EXTRACTED ENTRIES below:

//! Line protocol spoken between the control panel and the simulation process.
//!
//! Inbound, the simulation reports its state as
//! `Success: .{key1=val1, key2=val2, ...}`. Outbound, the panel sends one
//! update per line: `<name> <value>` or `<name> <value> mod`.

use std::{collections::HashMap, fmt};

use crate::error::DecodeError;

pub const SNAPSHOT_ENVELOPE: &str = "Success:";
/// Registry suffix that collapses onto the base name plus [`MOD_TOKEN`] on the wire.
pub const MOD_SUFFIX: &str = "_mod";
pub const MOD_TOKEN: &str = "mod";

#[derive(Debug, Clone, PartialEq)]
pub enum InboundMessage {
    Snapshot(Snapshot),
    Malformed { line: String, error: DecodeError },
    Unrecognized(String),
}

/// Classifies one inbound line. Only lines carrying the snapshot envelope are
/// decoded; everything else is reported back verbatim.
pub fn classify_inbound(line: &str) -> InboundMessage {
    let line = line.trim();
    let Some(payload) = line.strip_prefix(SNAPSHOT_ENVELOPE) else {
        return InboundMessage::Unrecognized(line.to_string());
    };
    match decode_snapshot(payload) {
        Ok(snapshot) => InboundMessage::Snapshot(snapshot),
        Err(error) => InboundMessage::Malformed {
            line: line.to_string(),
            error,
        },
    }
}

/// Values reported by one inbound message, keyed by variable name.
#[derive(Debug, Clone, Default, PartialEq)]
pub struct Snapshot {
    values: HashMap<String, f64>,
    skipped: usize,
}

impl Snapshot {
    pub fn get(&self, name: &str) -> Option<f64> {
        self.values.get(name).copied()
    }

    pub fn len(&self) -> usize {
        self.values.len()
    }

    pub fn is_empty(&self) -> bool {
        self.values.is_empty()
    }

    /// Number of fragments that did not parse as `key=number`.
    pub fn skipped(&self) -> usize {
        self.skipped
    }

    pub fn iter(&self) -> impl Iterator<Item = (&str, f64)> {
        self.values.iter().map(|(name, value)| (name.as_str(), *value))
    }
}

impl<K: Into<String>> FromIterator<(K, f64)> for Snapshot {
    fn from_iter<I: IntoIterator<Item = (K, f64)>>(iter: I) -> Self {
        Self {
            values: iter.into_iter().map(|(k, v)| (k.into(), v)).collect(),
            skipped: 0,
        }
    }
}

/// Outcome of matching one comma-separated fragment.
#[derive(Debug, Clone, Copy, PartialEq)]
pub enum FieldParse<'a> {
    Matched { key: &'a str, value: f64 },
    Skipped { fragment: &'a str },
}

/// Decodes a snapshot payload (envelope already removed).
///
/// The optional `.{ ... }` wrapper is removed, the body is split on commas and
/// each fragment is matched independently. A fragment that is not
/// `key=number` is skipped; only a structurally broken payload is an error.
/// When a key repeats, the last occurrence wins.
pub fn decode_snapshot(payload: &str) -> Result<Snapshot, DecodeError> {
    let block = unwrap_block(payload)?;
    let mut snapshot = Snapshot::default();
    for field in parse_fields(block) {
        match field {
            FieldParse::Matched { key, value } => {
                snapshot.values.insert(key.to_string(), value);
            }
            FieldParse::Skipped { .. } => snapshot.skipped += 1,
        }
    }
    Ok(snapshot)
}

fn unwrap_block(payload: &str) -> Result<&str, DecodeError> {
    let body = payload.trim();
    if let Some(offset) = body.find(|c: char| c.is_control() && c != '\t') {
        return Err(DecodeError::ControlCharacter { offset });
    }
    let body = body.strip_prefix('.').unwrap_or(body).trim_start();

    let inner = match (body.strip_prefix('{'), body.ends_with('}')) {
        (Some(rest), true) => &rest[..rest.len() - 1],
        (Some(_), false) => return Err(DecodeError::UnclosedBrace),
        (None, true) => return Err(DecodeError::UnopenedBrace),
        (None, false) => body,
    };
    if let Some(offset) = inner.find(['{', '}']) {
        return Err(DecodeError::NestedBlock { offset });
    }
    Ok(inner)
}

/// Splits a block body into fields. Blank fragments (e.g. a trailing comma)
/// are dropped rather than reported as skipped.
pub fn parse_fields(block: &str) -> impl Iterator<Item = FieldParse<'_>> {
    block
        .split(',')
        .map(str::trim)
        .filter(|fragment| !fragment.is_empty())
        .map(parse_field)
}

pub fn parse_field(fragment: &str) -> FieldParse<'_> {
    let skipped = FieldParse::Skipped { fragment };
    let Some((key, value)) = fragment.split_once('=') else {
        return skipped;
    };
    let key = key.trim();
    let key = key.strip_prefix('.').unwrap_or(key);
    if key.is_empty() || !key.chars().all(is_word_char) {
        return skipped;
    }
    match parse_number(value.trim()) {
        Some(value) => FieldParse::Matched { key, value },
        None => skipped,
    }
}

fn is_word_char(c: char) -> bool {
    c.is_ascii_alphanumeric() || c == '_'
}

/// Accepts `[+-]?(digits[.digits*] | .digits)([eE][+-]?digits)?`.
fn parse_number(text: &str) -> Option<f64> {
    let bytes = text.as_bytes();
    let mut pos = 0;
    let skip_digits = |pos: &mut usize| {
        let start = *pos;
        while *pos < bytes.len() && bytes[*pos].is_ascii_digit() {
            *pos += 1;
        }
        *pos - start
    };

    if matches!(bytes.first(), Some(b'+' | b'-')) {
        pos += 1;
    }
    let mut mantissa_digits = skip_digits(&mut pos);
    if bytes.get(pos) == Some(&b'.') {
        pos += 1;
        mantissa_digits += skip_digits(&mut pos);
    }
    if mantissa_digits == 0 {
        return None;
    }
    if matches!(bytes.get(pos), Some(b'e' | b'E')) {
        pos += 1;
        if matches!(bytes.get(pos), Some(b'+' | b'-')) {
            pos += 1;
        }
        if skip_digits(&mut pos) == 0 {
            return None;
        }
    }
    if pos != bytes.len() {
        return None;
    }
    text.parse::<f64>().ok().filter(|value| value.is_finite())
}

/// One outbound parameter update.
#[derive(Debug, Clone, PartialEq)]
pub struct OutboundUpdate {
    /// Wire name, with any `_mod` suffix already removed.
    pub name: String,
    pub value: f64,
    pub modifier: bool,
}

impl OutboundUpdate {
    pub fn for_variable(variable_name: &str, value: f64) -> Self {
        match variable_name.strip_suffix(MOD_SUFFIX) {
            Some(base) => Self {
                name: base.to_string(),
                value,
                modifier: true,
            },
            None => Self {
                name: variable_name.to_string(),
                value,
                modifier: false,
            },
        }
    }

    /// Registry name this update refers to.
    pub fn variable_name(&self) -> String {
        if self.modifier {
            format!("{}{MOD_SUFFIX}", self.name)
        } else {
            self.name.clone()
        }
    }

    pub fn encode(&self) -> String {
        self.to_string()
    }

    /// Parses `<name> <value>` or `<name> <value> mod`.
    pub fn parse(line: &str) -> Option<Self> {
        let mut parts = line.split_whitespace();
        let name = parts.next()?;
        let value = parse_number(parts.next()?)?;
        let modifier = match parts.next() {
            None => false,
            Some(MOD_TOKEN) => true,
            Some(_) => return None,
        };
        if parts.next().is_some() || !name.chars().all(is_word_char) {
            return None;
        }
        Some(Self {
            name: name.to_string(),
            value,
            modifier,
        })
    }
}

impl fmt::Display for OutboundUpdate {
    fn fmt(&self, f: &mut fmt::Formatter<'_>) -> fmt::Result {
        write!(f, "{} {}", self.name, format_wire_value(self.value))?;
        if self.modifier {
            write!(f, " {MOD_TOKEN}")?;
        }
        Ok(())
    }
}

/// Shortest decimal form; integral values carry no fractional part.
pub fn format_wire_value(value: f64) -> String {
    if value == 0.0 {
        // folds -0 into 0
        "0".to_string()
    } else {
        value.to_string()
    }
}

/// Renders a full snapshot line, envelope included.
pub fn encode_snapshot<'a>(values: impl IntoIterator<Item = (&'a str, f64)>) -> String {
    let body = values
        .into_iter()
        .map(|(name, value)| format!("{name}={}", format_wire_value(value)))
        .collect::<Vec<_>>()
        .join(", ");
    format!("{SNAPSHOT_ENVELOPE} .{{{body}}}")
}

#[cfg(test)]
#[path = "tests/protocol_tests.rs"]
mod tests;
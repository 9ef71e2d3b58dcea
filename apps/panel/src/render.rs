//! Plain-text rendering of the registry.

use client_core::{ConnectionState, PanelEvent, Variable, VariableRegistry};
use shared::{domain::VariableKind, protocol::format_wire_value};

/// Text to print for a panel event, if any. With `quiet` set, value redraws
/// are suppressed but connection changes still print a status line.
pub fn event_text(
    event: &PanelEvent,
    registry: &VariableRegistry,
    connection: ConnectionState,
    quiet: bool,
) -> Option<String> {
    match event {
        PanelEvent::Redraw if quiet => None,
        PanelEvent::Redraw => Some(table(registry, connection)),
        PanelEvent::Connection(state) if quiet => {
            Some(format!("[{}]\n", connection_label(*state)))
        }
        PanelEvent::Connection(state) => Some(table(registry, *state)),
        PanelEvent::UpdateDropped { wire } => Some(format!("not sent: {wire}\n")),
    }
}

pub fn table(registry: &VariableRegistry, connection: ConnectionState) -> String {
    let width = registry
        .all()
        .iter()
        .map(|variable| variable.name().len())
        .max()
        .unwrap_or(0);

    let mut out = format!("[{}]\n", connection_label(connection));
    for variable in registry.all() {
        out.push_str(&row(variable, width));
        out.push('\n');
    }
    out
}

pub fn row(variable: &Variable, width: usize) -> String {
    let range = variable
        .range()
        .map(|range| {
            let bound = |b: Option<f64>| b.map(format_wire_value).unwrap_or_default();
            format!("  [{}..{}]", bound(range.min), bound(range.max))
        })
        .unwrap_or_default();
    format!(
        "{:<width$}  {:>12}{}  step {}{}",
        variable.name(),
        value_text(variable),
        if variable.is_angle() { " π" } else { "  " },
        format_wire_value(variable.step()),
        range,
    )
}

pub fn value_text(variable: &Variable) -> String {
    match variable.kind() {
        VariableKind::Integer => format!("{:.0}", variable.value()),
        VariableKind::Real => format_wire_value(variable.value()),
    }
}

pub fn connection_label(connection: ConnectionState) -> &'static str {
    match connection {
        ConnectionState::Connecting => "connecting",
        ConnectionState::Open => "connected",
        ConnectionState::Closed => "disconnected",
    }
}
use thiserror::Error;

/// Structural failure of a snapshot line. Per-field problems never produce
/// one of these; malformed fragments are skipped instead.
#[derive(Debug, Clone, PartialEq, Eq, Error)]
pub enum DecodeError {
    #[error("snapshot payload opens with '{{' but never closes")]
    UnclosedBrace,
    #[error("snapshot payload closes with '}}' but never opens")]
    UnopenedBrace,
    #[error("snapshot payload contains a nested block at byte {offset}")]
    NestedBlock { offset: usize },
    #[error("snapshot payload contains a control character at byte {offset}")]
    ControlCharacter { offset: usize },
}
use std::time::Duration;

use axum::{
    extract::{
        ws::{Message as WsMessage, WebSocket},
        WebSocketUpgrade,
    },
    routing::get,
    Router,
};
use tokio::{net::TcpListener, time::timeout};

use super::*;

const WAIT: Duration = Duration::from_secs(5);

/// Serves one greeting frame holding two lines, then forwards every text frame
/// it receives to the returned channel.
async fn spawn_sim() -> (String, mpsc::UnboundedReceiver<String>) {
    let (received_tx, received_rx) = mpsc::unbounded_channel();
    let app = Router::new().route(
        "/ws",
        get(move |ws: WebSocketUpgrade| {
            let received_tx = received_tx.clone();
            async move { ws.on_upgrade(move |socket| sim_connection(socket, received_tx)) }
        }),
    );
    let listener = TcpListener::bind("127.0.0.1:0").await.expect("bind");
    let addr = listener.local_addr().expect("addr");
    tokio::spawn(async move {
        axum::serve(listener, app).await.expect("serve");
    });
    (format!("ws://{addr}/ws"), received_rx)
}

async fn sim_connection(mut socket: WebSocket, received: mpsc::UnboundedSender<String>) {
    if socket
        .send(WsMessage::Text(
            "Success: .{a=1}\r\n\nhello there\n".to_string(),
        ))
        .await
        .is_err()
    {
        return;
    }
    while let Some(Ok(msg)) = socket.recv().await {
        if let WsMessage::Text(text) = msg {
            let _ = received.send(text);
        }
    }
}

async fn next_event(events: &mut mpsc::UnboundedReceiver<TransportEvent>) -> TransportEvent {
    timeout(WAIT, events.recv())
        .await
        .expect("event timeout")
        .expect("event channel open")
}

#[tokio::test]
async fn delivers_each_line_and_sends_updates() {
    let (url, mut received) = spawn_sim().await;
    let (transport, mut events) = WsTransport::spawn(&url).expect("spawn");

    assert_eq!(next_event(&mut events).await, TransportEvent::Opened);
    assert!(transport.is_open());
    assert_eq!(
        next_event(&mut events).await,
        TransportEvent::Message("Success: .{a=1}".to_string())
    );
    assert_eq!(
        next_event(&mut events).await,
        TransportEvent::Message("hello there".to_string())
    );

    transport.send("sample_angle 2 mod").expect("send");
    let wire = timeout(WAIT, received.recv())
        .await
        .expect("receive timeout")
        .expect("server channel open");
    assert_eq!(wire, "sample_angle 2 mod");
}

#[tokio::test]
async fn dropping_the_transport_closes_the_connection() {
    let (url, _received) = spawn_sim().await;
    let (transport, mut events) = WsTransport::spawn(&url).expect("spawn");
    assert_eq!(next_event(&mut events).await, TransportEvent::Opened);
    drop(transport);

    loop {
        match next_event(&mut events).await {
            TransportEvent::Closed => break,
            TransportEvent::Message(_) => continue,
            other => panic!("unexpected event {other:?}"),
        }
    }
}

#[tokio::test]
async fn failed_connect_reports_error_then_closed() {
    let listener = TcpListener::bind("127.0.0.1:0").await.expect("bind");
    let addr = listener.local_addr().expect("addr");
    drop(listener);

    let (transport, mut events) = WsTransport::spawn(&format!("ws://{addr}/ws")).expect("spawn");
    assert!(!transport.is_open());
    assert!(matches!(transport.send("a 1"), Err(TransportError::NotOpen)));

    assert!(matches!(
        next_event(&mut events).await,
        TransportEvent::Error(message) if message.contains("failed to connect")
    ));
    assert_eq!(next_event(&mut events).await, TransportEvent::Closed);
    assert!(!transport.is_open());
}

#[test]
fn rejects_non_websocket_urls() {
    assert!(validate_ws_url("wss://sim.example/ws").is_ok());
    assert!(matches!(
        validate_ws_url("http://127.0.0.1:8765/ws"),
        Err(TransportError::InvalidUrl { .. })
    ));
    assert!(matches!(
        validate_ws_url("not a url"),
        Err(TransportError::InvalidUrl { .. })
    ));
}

End of EXTRACTED ENTRIES.

Retype the entries exactly from the first line, stopping after the line with "on the wire.".

RESULT FOR THIS TASK.
//! Line protocol spoken between the control panel and the simulation process.
//!
//! Inbound, the simulation reports its state as
//! `Success: .{key1=val1, key2=val2, ...}`. Outbound, the panel sends one
//! update per line: `<name> <value>` or `<name> <value> mod`.

use std::{collections::HashMap, fmt};

use crate::error::DecodeError;

pub const SNAPSHOT_ENVELOPE: &str = "Success:";
/// Registry suffix that collapses onto the base name plus [`MOD_TOKEN`] on the wire.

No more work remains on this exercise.